Just the latest of a number of such articles:
Kosovo’s women suffer
Stemming domestic violence and human trafficking remains a challenge in the newly independent nation (March 10, 2008)
PRISTINA, KOSOVO — She purses her lips in a “tsk-tsk” when asked difficult questions. Questions about her life, about the husband who beats her, the father who denies her an inheritance and a place to live.
Slightly hunchbacked, her thin frame barely fills the several layers of donated clothing she wears. At 26, she looks 15. She has three children and an elementary-school education. When she showed up at the door of a women’s shelter here, purple bruises blotched her face and framed her shattered, crooked nose. Chunks of her hair had been ripped out.
“I’ve been beaten a lot,” said Fatima. “They beat me so badly the last time, I could not care for my children.”
Fatima is actually luckier than many women in Kosovo, a harsh region weighted by twin burdens of poverty and unenlightened tradition. A United Nations study in 2000 estimated that one-fourth of the female population of Kosovo suffered physical or psychological abuse; Kosovo police last year recorded 1,077 cases of domestic violence.
Fatima and her children were able to escape to a shelter, one of a dozen or so that now operate here.
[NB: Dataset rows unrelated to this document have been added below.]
use chrono::{Datelike, Utc};
use ratatui::style::{Color, Style};
use ratatui::text::{Line, Span};

use crate::models::{BookFormData, BookRecord};
use crate::validation::{BookField, ValidationErrors};

/// Longest year the form accepts.
const MAX_YEAR_DIGITS: usize = 4;

/// Fields of the book form, in tab order.
#[derive(Copy, Clone, Debug, PartialEq, Eq, Default)]
pub(crate) enum BookFormField {
    #[default]
    Title,
    Author,
    Isbn,
    PublishedYear,
    Genre,
    Description,
    CoverImage,
}

impl BookFormField {
    pub(crate) const ALL: [BookFormField; 7] = [
        BookFormField::Title,
        BookFormField::Author,
        BookFormField::Isbn,
        BookFormField::PublishedYear,
        BookFormField::Genre,
        BookFormField::Description,
        BookFormField::CoverImage,
    ];

    pub(crate) fn label(self) -> &'static str {
        match self {
            BookFormField::Title => "Title",
            BookFormField::Author => "Author",
            BookFormField::Isbn => "ISBN",
            BookFormField::PublishedYear => "Year",
            BookFormField::Genre => "Genre",
            BookFormField::Description => "Description",
            BookFormField::CoverImage => "Cover URL",
        }
    }

    /// Validation key reported for this field; the cover URL has none.
    pub(crate) fn validation_field(self) -> Option<BookField> {
        match self {
            BookFormField::Title => Some(BookField::Title),
            BookFormField::Author => Some(BookField::Author),
            BookFormField::Isbn => Some(BookField::Isbn),
            BookFormField::PublishedYear => Some(BookField::PublishedYear),
            BookFormField::Genre => Some(BookField::Genre),
            BookFormField::Description => Some(BookField::Description),
            BookFormField::CoverImage => None,
        }
    }

    fn index(self) -> usize {
        Self::ALL.iter().position(|field| *field == self).unwrap_or(0)
    }

    fn offset(self, delta: isize) -> Self {
        let len = Self::ALL.len() as isize;
        let next = (self.index() as isize + delta).rem_euclid(len);
        Self::ALL[next as usize]
    }
}

/// Editable copy of a book while the add/edit dialog is open.
#[derive(Clone, Debug, Default)]
pub(crate) struct BookForm {
    pub(crate) title: String,
    pub(crate) author: String,
    pub(crate) isbn: String,
    pub(crate) year: String,
    pub(crate) genre: String,
    pub(crate) description: String,
    pub(crate) cover: String,
    pub(crate) active: BookFormField,
    pub(crate) errors: ValidationErrors,
    pub(crate) error: Option<String>,
}

impl BookForm {
    /// Blank form with the year pre-filled to the current year.
    pub(crate) fn new() -> Self {
        Self {
            year: Utc::now().year().to_string(),
            ..Self::default()
        }
    }

    pub(crate) fn from_book(book: &BookRecord) -> Self {
        Self {
            title: book.title.clone(),
            author: book.author.clone(),
            isbn: book.isbn.clone(),
            year: book.published_year.to_string(),
            genre: book.genre.clone(),
            description: book.description.clone(),
            cover: book.cover_image.clone().unwrap_or_default(),
            ..Self::default()
        }
    }

    pub(crate) fn next_field(&mut self) {
        self.active = self.active.offset(1);
    }

    pub(crate) fn previous_field(&mut self) {
        self.active = self.active.offset(-1);
    }

    /// Append a character to the active field. The year only takes up to
    /// four digits.
    pub(crate) fn push_char(&mut self, ch: char) -> bool {
        if ch.is_control() {
            return false;
        }
        if self.active == BookFormField::PublishedYear
            && (!ch.is_ascii_digit() || self.year.len() >= MAX_YEAR_DIGITS)
        {
            return false;
        }
        self.value_mut(self.active).push(ch);
        true
    }

    pub(crate) fn backspace(&mut self) {
        self.value_mut(self.active).pop();
    }

    /// Shape submitted to the catalog. An empty year becomes "missing" and a
    /// blank cover becomes "none".
    pub(crate) fn to_form_data(&self) -> BookFormData {
        let cover = self.cover.trim();
        BookFormData {
            title: self.title.clone(),
            author: self.author.clone(),
            isbn: self.isbn.clone(),
            published_year: self.year.trim().parse().ok(),
            genre: self.genre.clone(),
            description: self.description.clone(),
            cover_image: (!cover.is_empty()).then(|| cover.to_string()),
        }
    }

    pub(crate) fn value(&self, field: BookFormField) -> &str {
        match field {
            BookFormField::Title => &self.title,
            BookFormField::Author => &self.author,
            BookFormField::Isbn => &self.isbn,
            BookFormField::PublishedYear => &self.year,
            BookFormField::Genre => &self.genre,
            BookFormField::Description => &self.description,
            BookFormField::CoverImage => &self.cover,
        }
    }

    fn value_mut(&mut self, field: BookFormField) -> &mut String {
        match field {
            BookFormField::Title => &mut self.title,
            BookFormField::Author => &mut self.author,
            BookFormField::Isbn => &mut self.isbn,
            BookFormField::PublishedYear => &mut self.year,
            BookFormField::Genre => &mut self.genre,
            BookFormField::Description => &mut self.description,
            BookFormField::CoverImage => &mut self.cover,
        }
    }

    /// Validation message attached to `field`, if the last submit failed it.
    pub(crate) fn field_error(&self, field: BookFormField) -> Option<&str> {
        field
            .validation_field()
            .and_then(|key| self.errors.get(key))
    }

    /// Render one field, with its validation message trailing in red.
    pub(crate) fn build_line(&self, field: BookFormField, accent: Color) -> Line<'static> {
        let value = self.value(field);
        let is_active = self.active == field;

        let display = if value.is_empty() {
            if field == BookFormField::CoverImage {
                "<optional>".to_string()
            } else {
                "<required>".to_string()
            }
        } else {
            value.to_string()
        };

        let style = if is_active {
            Style::default().fg(accent)
        } else if value.is_empty() {
            Style::default().fg(Color::DarkGray)
        } else {
            Style::default()
        };

        let mut spans = vec![
            Span::raw(format!("{:>12}: ", field.label())),
            Span::styled(display, style),
        ];
        if let Some(message) = self.field_error(field) {
            spans.push(Span::styled(
                format!("  {message}"),
                Style::default().fg(Color::Red),
            ));
        }
        Line::from(spans)
    }

    /// Width of the label column, used to place the cursor.
    pub(crate) fn label_width() -> u16 {
        "            : ".len() as u16
    }
}

/// Fields of the sign-in dialog.
#[derive(Copy, Clone, Debug, PartialEq, Eq, Default)]
pub(crate) enum LoginField {
    #[default]
    Username,
    Password,
}

/// Sign-in dialog state. `then_add` re-opens the add form once the user is
/// in, matching the "publish a book" entry point.
#[derive(Clone, Debug, Default)]
pub(crate) struct LoginForm {
    pub(crate) username: String,
    pub(crate) password: String,
    pub(crate) active: LoginField,
    pub(crate) error: Option<String>,
    pub(crate) then_add: bool,
}

impl LoginForm {
    pub(crate) fn new(then_add: bool) -> Self {
        Self {
            then_add,
            ..Self::default()
        }
    }

    pub(crate) fn toggle_field(&mut self) {
        self.active = match self.active {
            LoginField::Username => LoginField::Password,
            LoginField::Password => LoginField::Username,
        };
    }

    pub(crate) fn push_char(&mut self, ch: char) -> bool {
        if ch.is_control() {
            return false;
        }
        match self.active {
            LoginField::Username => self.username.push(ch),
            LoginField::Password => self.password.push(ch),
        }
        true
    }

    pub(crate) fn backspace(&mut self) {
        match self.active {
            LoginField::Username => {
                self.username.pop();
            }
            LoginField::Password => {
                self.password.pop();
            }
        }
    }

    /// Render a field; the password is masked.
    pub(crate) fn build_line(&self, field: LoginField, accent: Color) -> Line<'static> {
        let (name, display) = match field {
            LoginField::Username => ("Username", self.username.clone()),
            LoginField::Password => ("Password", "*".repeat(self.password.chars().count())),
        };
        let style = if self.active == field {
            Style::default().fg(accent)
        } else {
            Style::default()
        };
        Line::from(vec![
            Span::raw(format!("{name}: ")),
            Span::styled(display, style),
        ])
    }

    pub(crate) fn value_len(&self, field: LoginField) -> usize {
        match field {
            LoginField::Username => self.username.chars().count(),
            LoginField::Password => self.password.chars().count(),
        }
    }
}

#[derive(Clone, Debug)]
pub(crate) struct ConfirmBookDelete {
    pub(crate) id: String,
    pub(crate) title: String,
}

impl ConfirmBookDelete {
    pub(crate) fn from(book: &BookRecord) -> Self {
        Self {
            id: book.id.clone(),
            title: book.title.clone(),
        }
    }
}
use std::mem;

use anyhow::Result;
use crossterm::event::KeyCode;
use open::that as open_link;
use ratatui::layout::{Alignment, Constraint, Direction, Layout, Rect};
use ratatui::prelude::*;
use ratatui::text::{Line, Span};
use ratatui::widgets::{Block, Borders, Clear, List, ListItem, ListState, Paragraph, Wrap};
use ratatui::Frame;

use crate::auth::AuthService;
use crate::catalog::{can_edit, CatalogStore, RECENT_LIMIT};
use crate::db::BlobStore;
use crate::error::CatalogError;
use crate::models::{BookPatch, BookRecord};

use super::forms::{BookForm, BookFormField, ConfirmBookDelete, LoginField, LoginForm};
use super::helpers::{centered_rect, cover_swatch, field_line, surface_error, truncate};
use super::screens::CatalogScreen;
use super::theme::Theme;

/// Footer space reserved for status messages and instructions.
const FOOTER_HEIGHT: u16 = 3;
/// Header space for the app title, signed-in user and active filters.
const HEADER_HEIGHT: u16 = 3;
/// Rows skipped by PageUp/PageDown.
const PAGE_STEP: isize = 5;

/// Top-level views.
#[derive(Debug, Clone, Copy, PartialEq, Eq)]
pub(crate) enum Screen {
    Catalog,
    Dashboard,
}

/// Modal state layered over the current screen.
pub(crate) enum Mode {
    Normal,
    Searching(String),
    LoggingIn(LoginForm),
    AddingBook(BookForm),
    EditingBook { id: String, form: BookForm },
    ConfirmDelete(ConfirmBookDelete),
    ViewingBook(BookRecord),
}

/// Holds the footer message text plus its severity.
struct StatusMessage {
    text: String,
    kind: StatusKind,
}

/// Severity levels shown in the footer.
#[derive(Debug, Clone, Copy, PartialEq, Eq)]
pub(crate) enum StatusKind {
    Info,
    Error,
}

impl StatusKind {
    fn style(&self) -> Style {
        match self {
            StatusKind::Info => Style::default().fg(Color::Green),
            StatusKind::Error => Style::default().fg(Color::Red),
        }
    }
}

/// Central application state: the catalog, the sign-in state and the view
/// over them.
pub struct App<B: BlobStore + Clone> {
    catalog: CatalogStore<B>,
    auth: AuthService<B>,
    settings: B,
    theme: Theme,
    view: CatalogScreen,
    screen: Screen,
    mode: Mode,
    status: Option<StatusMessage>,
}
It has given her refuge from the violent men of her family and an alternative to an even darker fate: being sold into the expansive networks that traffic women like chattel in this part of the world.
But for every woman in Kosovo who is saved, an untold number do not make it, according to women’s advocates and social workers.
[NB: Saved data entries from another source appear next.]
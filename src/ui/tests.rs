use crossterm::event::KeyCode;
use ratatui::backend::TestBackend;
use ratatui::Terminal;

use crate::db::MemoryBlobStore;

use super::app::{App, Mode, Screen};
use super::theme::Theme;

fn app() -> App<MemoryBlobStore> {
    App::new(MemoryBlobStore::new()).unwrap()
}

fn press(app: &mut App<MemoryBlobStore>, codes: &[KeyCode]) {
    for code in codes {
        assert!(!app.handle_key(*code).unwrap(), "unexpected exit on {code:?}");
    }
}

fn type_text(app: &mut App<MemoryBlobStore>, text: &str) {
    for ch in text.chars() {
        app.handle_key(KeyCode::Char(ch)).unwrap();
    }
}

fn sign_in(app: &mut App<MemoryBlobStore>, name: &str) {
    press(app, &[KeyCode::Char('l')]);
    type_text(app, name);
    press(app, &[KeyCode::Tab]);
    type_text(app, "secret");
    press(app, &[KeyCode::Enter]);
}

fn render(app: &App<MemoryBlobStore>) -> String {
    let mut terminal = Terminal::new(TestBackend::new(120, 32)).unwrap();
    terminal.draw(|frame| app.draw(frame)).unwrap();
    terminal
        .backend()
        .buffer()
        .content()
        .iter()
        .map(|cell| cell.symbol())
        .collect()
}

#[test]
fn starts_on_the_seeded_catalog() {
    let app = app();
    assert_eq!(app.visible_books().len(), 6);
    assert_eq!(app.screen(), Screen::Catalog);
    assert!(render(&app).contains("The Great Gatsby"));
}

#[test]
fn typing_a_search_filters_live() {
    let mut app = app();
    press(&mut app, &[KeyCode::Char('/')]);
    type_text(&mut app, "dune");
    assert_eq!(app.visible_books().len(), 1);
    assert_eq!(app.selected_book().unwrap().title, "Dune");

    press(&mut app, &[KeyCode::Enter]);
    assert!(matches!(app.mode(), Mode::Normal));
    assert_eq!(app.status_text(), Some("1 of 6 books match."));

    press(&mut app, &[KeyCode::Char('/'), KeyCode::Esc]);
    assert_eq!(app.visible_books().len(), 6);
}

#[test]
fn genre_key_cycles_the_filter() {
    let mut app = app();
    press(&mut app, &[KeyCode::Char('g')]);
    let titles: Vec<_> = app
        .visible_books()
        .iter()
        .map(|book| book.title.as_str())
        .collect();
    assert_eq!(titles, ["The Great Gatsby", "To Kill a Mockingbird"]);

    press(&mut app, &[KeyCode::Char('c')]);
    assert_eq!(app.visible_books().len(), 6);
}

#[test]
fn adding_requires_sign_in_and_then_opens_the_form() {
    let mut app = app();
    press(&mut app, &[KeyCode::Char('+')]);
    assert!(matches!(app.mode(), Mode::LoggingIn(_)));

    type_text(&mut app, "ada");
    press(&mut app, &[KeyCode::Enter]);
    type_text(&mut app, "pw");
    press(&mut app, &[KeyCode::Enter]);
    assert_eq!(app.auth().username(), "ada");
    assert!(matches!(app.mode(), Mode::AddingBook(_)));
}

#[test]
fn blank_login_stays_open_with_an_error() {
    let mut app = app();
    press(&mut app, &[KeyCode::Char('l')]);
    type_text(&mut app, "ada");
    press(&mut app, &[KeyCode::Tab]);
    type_text(&mut app, "   ");
    press(&mut app, &[KeyCode::Enter]);
    match app.mode() {
        Mode::LoggingIn(form) => assert_eq!(
            form.error.as_deref(),
            Some("Please enter both username and password")
        ),
        _ => panic!("login dialog should stay open"),
    }
    assert!(!app.auth().is_logged_in());
}

#[test]
fn submitting_an_invalid_book_keeps_the_form_with_field_errors() {
    let mut app = app();
    sign_in(&mut app, "ada");
    press(&mut app, &[KeyCode::Char('+')]);
    type_text(&mut app, "Neuromancer");
    press(&mut app, &[KeyCode::Enter]);

    match app.mode() {
        Mode::AddingBook(form) => {
            assert!(form.errors.len() >= 4);
            assert_eq!(form.active, super::forms::BookFormField::Author);
        }
        _ => panic!("form should stay open"),
    }
    assert_eq!(app.catalog().len(), 6);
}

#[test]
fn a_valid_book_is_added_and_focused() {
    let mut app = app();
    sign_in(&mut app, "ada");
    press(&mut app, &[KeyCode::Char('+')]);
    type_text(&mut app, "Neuromancer");
    press(&mut app, &[KeyCode::Tab]);
    type_text(&mut app, "William Gibson");
    press(&mut app, &[KeyCode::Tab]);
    type_text(&mut app, "9780441569595");
    press(&mut app, &[KeyCode::Tab]);
    for _ in 0..4 {
        press(&mut app, &[KeyCode::Backspace]);
    }
    type_text(&mut app, "1984");
    press(&mut app, &[KeyCode::Tab]);
    type_text(&mut app, "Cyberpunk");
    press(&mut app, &[KeyCode::Tab]);
    type_text(&mut app, "A washed-up hacker takes one last job.");
    press(&mut app, &[KeyCode::Enter]);

    assert!(matches!(app.mode(), Mode::Normal));
    assert_eq!(app.catalog().len(), 7);
    let selected = app.selected_book().unwrap();
    assert_eq!(selected.title, "Neuromancer");
    assert_eq!(selected.created_by.as_deref(), Some("ada"));
    assert_eq!(selected.published_year, 1984);
}

#[test]
fn seed_records_cannot_be_edited_by_other_users() {
    let mut app = app();
    sign_in(&mut app, "ada");
    press(&mut app, &[KeyCode::Char('e')]);
    assert!(matches!(app.mode(), Mode::Normal));
    assert_eq!(
        app.status_text(),
        Some("Only the creator of \"The Great Gatsby\" can edit it.")
    );

    press(&mut app, &[KeyCode::Char('-')]);
    assert!(matches!(app.mode(), Mode::Normal));
    assert_eq!(app.catalog().len(), 6);
}

#[test]
fn owner_can_edit_and_delete() {
    let mut app = app();
    sign_in(&mut app, "Admin");

    press(&mut app, &[KeyCode::Char('e')]);
    assert!(matches!(app.mode(), Mode::EditingBook { .. }));
    type_text(&mut app, " (Annotated)");
    press(&mut app, &[KeyCode::Tab, KeyCode::Tab]);
    for _ in 0.."978-0-7432-7356-5".len() {
        press(&mut app, &[KeyCode::Backspace]);
    }
    type_text(&mut app, "9780743273565");
    press(&mut app, &[KeyCode::Enter]);
    assert_eq!(
        app.selected_book().unwrap().title,
        "The Great Gatsby (Annotated)"
    );

    press(&mut app, &[KeyCode::Char('-')]);
    assert!(matches!(app.mode(), Mode::ConfirmDelete(_)));
    press(&mut app, &[KeyCode::Char('y')]);
    assert_eq!(app.catalog().len(), 5);
    assert!(app
        .visible_books()
        .iter()
        .all(|book| !book.title.starts_with("The Great Gatsby")));
}

#[test]
fn visitors_are_asked_to_sign_in_before_editing() {
    let mut app = app();
    press(&mut app, &[KeyCode::Char('e')]);
    assert_eq!(app.status_text(), Some("Sign in to edit books."));
}

#[test]
fn theme_toggle_is_remembered() {
    let store = MemoryBlobStore::new();
    let mut app = App::new(store.clone()).unwrap();
    press(&mut app, &[KeyCode::Char('t')]);
    assert_eq!(app.theme(), Theme::Dark);

    let reopened = App::new(store).unwrap();
    assert_eq!(reopened.theme(), Theme::Dark);
}

#[test]
fn dashboard_shows_aggregates() {
    let mut app = app();
    press(&mut app, &[KeyCode::Char('d')]);
    assert_eq!(app.screen(), Screen::Dashboard);
    let screen = render(&app);
    assert!(screen.contains("Books by genre"));
    assert!(screen.contains("Recently added"));
    assert!(screen.contains("Pride and Prejudice"));

    press(&mut app, &[KeyCode::Esc]);
    assert_eq!(app.screen(), Screen::Catalog);
}

#[test]
fn forms_and_dialogs_render() {
    let mut app = app();
    sign_in(&mut app, "ada");
    press(&mut app, &[KeyCode::Char('+'), KeyCode::Enter]);
    assert!(render(&app).contains("Title is required"));

    press(&mut app, &[KeyCode::Esc, KeyCode::Enter]);
    assert!(matches!(app.mode(), Mode::ViewingBook(_)));
    assert!(render(&app).contains("placehold.co"));
}

#[test]
fn ctrl_l_clears_filters() {
    let mut app = app();
    press(&mut app, &[KeyCode::Char('G')]);
    assert_eq!(app.visible_books()[0].genre, "Science Fiction");
    app.handle_ctrl_l();
    assert_eq!(app.visible_books().len(), 6);
}

#[test]
fn q_quits() {
    let mut app = app();
    assert!(app.handle_key(KeyCode::Char('q')).unwrap());
}
//! Search and genre filtering over a catalog snapshot. Nothing here mutates or
//! persists; the result keeps the input order.

use std::fmt;

use crate::models::BookRecord;

/// Value the genre picker uses for "no genre restriction".
pub const ALL_GENRES: &str = "all";

#[derive(Debug, Clone, Default, PartialEq, Eq)]
pub enum GenreFilter {
    #[default]
    All,
    Genre(String),
}

impl GenreFilter {
    /// Interpret a picker value, where `"all"` lifts the restriction.
    pub fn parse(value: &str) -> Self {
        if value.is_empty() || value == ALL_GENRES {
            GenreFilter::All
        } else {
            GenreFilter::Genre(value.to_string())
        }
    }

    pub fn is_all(&self) -> bool {
        matches!(self, GenreFilter::All)
    }

    fn matches(&self, book: &BookRecord) -> bool {
        match self {
            GenreFilter::All => true,
            GenreFilter::Genre(genre) => book.genre == *genre,
        }
    }
}

impl fmt::Display for GenreFilter {
    fn fmt(&self, f: &mut fmt::Formatter<'_>) -> fmt::Result {
        match self {
            GenreFilter::All => f.write_str(ALL_GENRES),
            GenreFilter::Genre(genre) => f.write_str(genre),
        }
    }
}

/// Search text plus genre restriction, as held by the catalog view.
#[derive(Debug, Clone, Default, PartialEq, Eq)]
pub struct CatalogQuery {
    pub text: String,
    pub genre: GenreFilter,
}

impl CatalogQuery {
    pub fn new(text: impl Into<String>, genre: GenreFilter) -> Self {
        Self {
            text: text.into(),
            genre,
        }
    }

    /// No search text and no genre restriction.
    pub fn is_unfiltered(&self) -> bool {
        self.text.trim().is_empty() && self.genre.is_all()
    }

    pub fn apply(&self, books: &[BookRecord]) -> Vec<BookRecord> {
        filter_books(books, &self.text, &self.genre)
    }
}

/// Records whose title, author or genre contains `search` ignoring case, or
/// whose ISBN contains it verbatim, restricted to `genre`. Blank search text
/// matches every record.
pub fn filter_books(books: &[BookRecord], search: &str, genre: &GenreFilter) -> Vec<BookRecord> {
    if search.trim().is_empty() && genre.is_all() {
        return books.to_vec();
    }

    let needle = search.to_lowercase();
    let any_text = search.trim().is_empty();

    books
        .iter()
        .filter(|book| any_text || matches_text(book, search, &needle))
        .filter(|book| genre.matches(book))
        .cloned()
        .collect()
}

fn matches_text(book: &BookRecord, raw: &str, lowered: &str) -> bool {
    book.title.to_lowercase().contains(lowered)
        || book.author.to_lowercase().contains(lowered)
        || book.genre.to_lowercase().contains(lowered)
        || book.isbn.contains(raw)
}
//! Binary entry point that glues the SQLite-backed blob store to the TUI: we
//! resolve the configuration, start file logging, hydrate the catalog and
//! drive the Ratatui event loop until the user exits.
use std::fs::{self, OpenOptions};
use std::path::{Path, PathBuf};
use std::sync::Mutex;

use anyhow::{Context, Result};
use clap::Parser;
use tracing::{info, level_filters::LevelFilter};
use tracing_subscriber::{layer::SubscriberExt, util::SubscriberInitExt, EnvFilter};

use library_catalog::config::{Config, StorageMode, LOG_LEVEL_ENV};
use library_catalog::{ensure_schema, open_in_memory, run_app, App, SqliteBlobStore};

#[derive(Parser, Debug)]
#[command(name = "library-catalog", about = "Browse and curate a small book catalog")]
struct CliArgs {
    /// Directory holding the catalog database and log file.
    #[clap(long)]
    data_dir: Option<PathBuf>,

    /// Path to the SQLite blob store, overriding the one in the data directory.
    #[clap(long)]
    db_file: Option<PathBuf>,

    /// Path to the log file, overriding the one in the data directory.
    #[clap(long)]
    log_file: Option<PathBuf>,

    /// Keep everything in memory; nothing is written to disk except logs.
    #[clap(long)]
    ephemeral: bool,
}

fn main() -> Result<()> {
    let cli_args = CliArgs::parse();
    let config = Config::resolve(
        cli_args.data_dir,
        cli_args.db_file,
        cli_args.log_file,
        cli_args.ephemeral,
    )?;

    init_logging(&config.log_file)?;

    let conn = match &config.storage {
        StorageMode::File(path) => {
            info!("Opening catalog database at {:?}", path);
            ensure_schema(path).context("failed to open catalog database")?
        }
        StorageMode::Ephemeral => {
            info!("Running with an in-memory catalog");
            open_in_memory().context("failed to open in-memory database")?
        }
    };

    let mut app = App::new(SqliteBlobStore::new(conn))?;
    info!(books = app.catalog().len(), "Catalog ready");
    run_app(&mut app)
}

/// Send tracing output to `log_file`; the terminal itself belongs to the UI.
fn init_logging(log_file: &Path) -> Result<()> {
    if let Some(parent) = log_file.parent() {
        if !parent.as_os_str().is_empty() {
            fs::create_dir_all(parent).context("failed to create log directory")?;
        }
    }
    let file = OpenOptions::new()
        .create(true)
        .append(true)
        .open(log_file)
        .with_context(|| format!("failed to open log file {}", log_file.display()))?;

    tracing_subscriber::registry()
        .with(
            tracing_subscriber::fmt::layer()
                .with_ansi(false)
                .with_writer(Mutex::new(file)),
        )
        .with(
            EnvFilter::builder()
                .with_default_directive(LevelFilter::INFO.into())
                .with_env_var(LOG_LEVEL_ENV)
                .from_env_lossy(),
        )
        .try_init()
        .context("failed to install log subscriber")
}
use chrono::{DateTime, TimeZone, Utc};

use crate::models::BookRecord;

/// Owner recorded on the built-in records.
pub const SEED_OWNER: &str = "Admin";

/// The starter catalog written on first launch or when the stored blob cannot
/// be read back.
pub fn seed_books() -> Vec<BookRecord> {
    vec![
        seed(
            "1",
            "The Great Gatsby",
            "F. Scott Fitzgerald",
            "978-0-7432-7356-5",
            1925,
            "Classic",
            "A classic novel set in the Jazz Age that explores themes of decadence, idealism, and social upheaval.",
            15,
        ),
        seed(
            "2",
            "To Kill a Mockingbird",
            "Harper Lee",
            "978-0-06-112008-4",
            1960,
            "Classic",
            "A gripping tale of racial injustice and childhood innocence in the American South.",
            16,
        ),
        seed(
            "3",
            "Dune",
            "Frank Herbert",
            "978-0-441-17271-9",
            1965,
            "Science Fiction",
            "An epic science fiction novel about politics, religion, and ecology on the desert planet Arrakis.",
            17,
        ),
        seed(
            "4",
            "The Hobbit",
            "J.R.R. Tolkien",
            "978-0-547-92822-7",
            1937,
            "Fantasy",
            "A fantasy adventure about Bilbo Baggins and his unexpected journey with dwarves and a wizard.",
            18,
        ),
        seed(
            "5",
            "1984",
            "George Orwell",
            "978-0-452-28423-4",
            1949,
            "Dystopian",
            "A dystopian social science fiction novel about totalitarianism and surveillance.",
            19,
        ),
        seed(
            "6",
            "Pride and Prejudice",
            "Jane Austen",
            "978-0-14-143951-8",
            1813,
            "Romance",
            "A romantic novel of manners set in Georgian England.",
            20,
        ),
    ]
}

#[allow(clippy::too_many_arguments)]
fn seed(
    id: &str,
    title: &str,
    author: &str,
    isbn: &str,
    published_year: i32,
    genre: &str,
    description: &str,
    added_day: u32,
) -> BookRecord {
    BookRecord {
        id: id.to_string(),
        title: title.to_string(),
        author: author.to_string(),
        isbn: isbn.to_string(),
        published_year,
        genre: genre.to_string(),
        description: description.to_string(),
        cover_image: None,
        added_date: january_2024(added_day),
        created_by: Some(SEED_OWNER.to_string()),
    }
}

fn january_2024(day: u32) -> DateTime<Utc> {
    Utc.with_ymd_and_hms(2024, 1, day, 0, 0, 0)
        .single()
        .unwrap_or_default()
}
Dominated by ethnic Albanians, Kosovo broke away from Serbia last month, proclaiming itself an independent nation, with fervent backing from Washington. Among Kosovo’s many challenges, from building state institutions to combating rampant corruption, is improving its historically unjust and often criminal treatment of women.
Like much of the surrounding, rugged Balkans, Kosovo has long served as a notorious transit point for the international trafficking of women, mostly from Eastern Europe, who are forced into prostitution or slavery.
…Kosovo evolved from a transit point into both a source of and destination for trafficked women. Often, Kosovo officials and former guerrilla commanders were complicit in the lucrative trade — and the resident international community, including peacekeepers and civilian consultants, its market.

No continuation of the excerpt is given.